Since when did college football “bowl season” become the wasteland of mediocrity?
It’s become a running joke, the number of college bowl games, a number that seems to expand by one or two each year. Pretty soon we’ll have to establish some more schools just to fill the quota of teams needed. This year was the inaugural St. Petersburg Bowl, played in luscious, not-at-all-reviled-even-by-locals Tropicana Field in bustling downtown St. Petersburg, where the more adventurous businesses stay open past 9 P.M.
This year was also the first year of the EagleBank Bowl. Two years ago was the inaugural Papajohns.com Bowl, originally called the Birmingham Bowl. Who doesn’t want to travel to central Alabama in late December? continued
Since 2002 11 new bowl games have been introduced to college football. That’s an additional 22 teams “going bowling” each year. There are 34 bowls now, meaning 68 of the 119 teams in division 1A (that whole FBS moniker is lame and should be avoided by anyone with two or more IQ points) get a chance to play postseason ball.
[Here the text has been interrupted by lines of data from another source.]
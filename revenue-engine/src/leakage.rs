//! Revenue leakage detection
//!
//! Six independent rules each scan one aggregation of the snapshot. Every
//! finding is annualized from its frequency and prioritized from the
//! annualized amount alone.

use crate::aggregation::{DateRange, RevenueSnapshot, SnapshotIndex};
use crate::benchmarks::BenchmarkTables;
use crate::config::EngineConfig;
use crate::error::RevenueResult;
use crate::findings::{LeakageType, RevenueLeakage};
use crate::lifecycle::LeakageStatus;
use crate::models::*;
use crate::scoring::{money, rank_key, ratio, Frequency, Priority, PriorityThresholds};
use chrono::{DateTime, NaiveDate, Utc};
use rust_decimal::Decimal;
use serde::{Deserialize, Serialize};
use std::collections::{BTreeMap, BTreeSet, HashMap};
use std::sync::Arc;
use uuid::Uuid;

#[derive(Debug, Clone, Default, Serialize, Deserialize)]
pub struct LeakageRequest {
    pub organization_id: Uuid,
    pub start_date: Option<NaiveDate>,
    pub end_date: Option<NaiveDate>,
    /// Restrict to these categories; empty means all six
    #[serde(default)]
    pub categories: Vec<LeakageType>,
    pub provider_id: Option<Uuid>,
    pub payer_id: Option<Uuid>,
    pub min_amount: Option<Decimal>,
}

#[derive(Debug, Clone, Default, PartialEq, Serialize, Deserialize)]
pub struct CategorySummary {
    pub count: usize,
    pub amount: Decimal,
    pub annual_impact: Decimal,
}

#[derive(Debug, Clone, Default, PartialEq, Serialize, Deserialize)]
pub struct LeakageSummary {
    pub total_findings: usize,
    pub total_amount: Decimal,
    pub total_annual_impact: Decimal,
    pub by_category: BTreeMap<LeakageType, CategorySummary>,
    pub by_priority: BTreeMap<Priority, usize>,
}

impl LeakageSummary {
    fn from_findings(findings: &[RevenueLeakage]) -> Self {
        let mut summary = Self::default();
        for finding in findings {
            summary.total_findings += 1;
            summary.total_amount += finding.amount;
            summary.total_annual_impact += finding.annual_impact;
            let category = summary.by_category.entry(finding.leakage_type).or_default();
            category.count += 1;
            category.amount += finding.amount;
            category.annual_impact += finding.annual_impact;
            *summary.by_priority.entry(finding.priority).or_default() += 1;
        }
        summary
    }
}

#[derive(Debug, Clone, Serialize, Deserialize)]
pub struct LeakageReport {
    pub range: DateRange,
    pub summary: LeakageSummary,
    pub findings: Vec<RevenueLeakage>,
    pub generated_at: DateTime<Utc>,
}

/// Fields shared by one rule's findings before scoring
struct Candidate {
    leakage_type: LeakageType,
    title: String,
    description: String,
    amount: Decimal,
    frequency: Frequency,
    recommendation: String,
    encounter_id: Option<Uuid>,
    charge_id: Option<Uuid>,
    provider_id: Option<Uuid>,
    payer_id: Option<Uuid>,
    occurrences: u64,
}

impl Candidate {
    fn new(leakage_type: LeakageType, amount: Decimal, frequency: Frequency) -> Self {
        Self {
            leakage_type,
            title: String::new(),
            description: String::new(),
            amount,
            frequency,
            recommendation: String::new(),
            encounter_id: None,
            charge_id: None,
            provider_id: None,
            payer_id: None,
            occurrences: 1,
        }
    }

    fn text(mut self, title: String, description: String, recommendation: &str) -> Self {
        self.title = title;
        self.description = description;
        self.recommendation = recommendation.to_string();
        self
    }
}

pub struct LeakageDetector {
    config: Arc<EngineConfig>,
    tables: Arc<BenchmarkTables>,
}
Playing in bowl games used to be a hard-earned reward for actual accomplishment on the gridiron. These days as long as a team wins just one more game than it loses it has a good shot of a road trip to exotic locales like Boise, Idaho, Ft. Worth, Texas and Mobile, Alabama.
As I write this, highlights of the Humanitarian Bowl are playing on television. A classic battle between two of college football’s most hallowed programs, Maryland and Nevada. Played in front of about 23 people.
As I write this, Western Michigan is getting killed by Rice in the Texas Bowl. Show me someone who cares about that game outside of those two alumni bases and I’ll show you a degenerate gambler.
As I write this it’s halftime of the Holiday Bowl. Fifteen bowls down, two in progress, and 17 more to go.
Who says college football isn’t all about the money?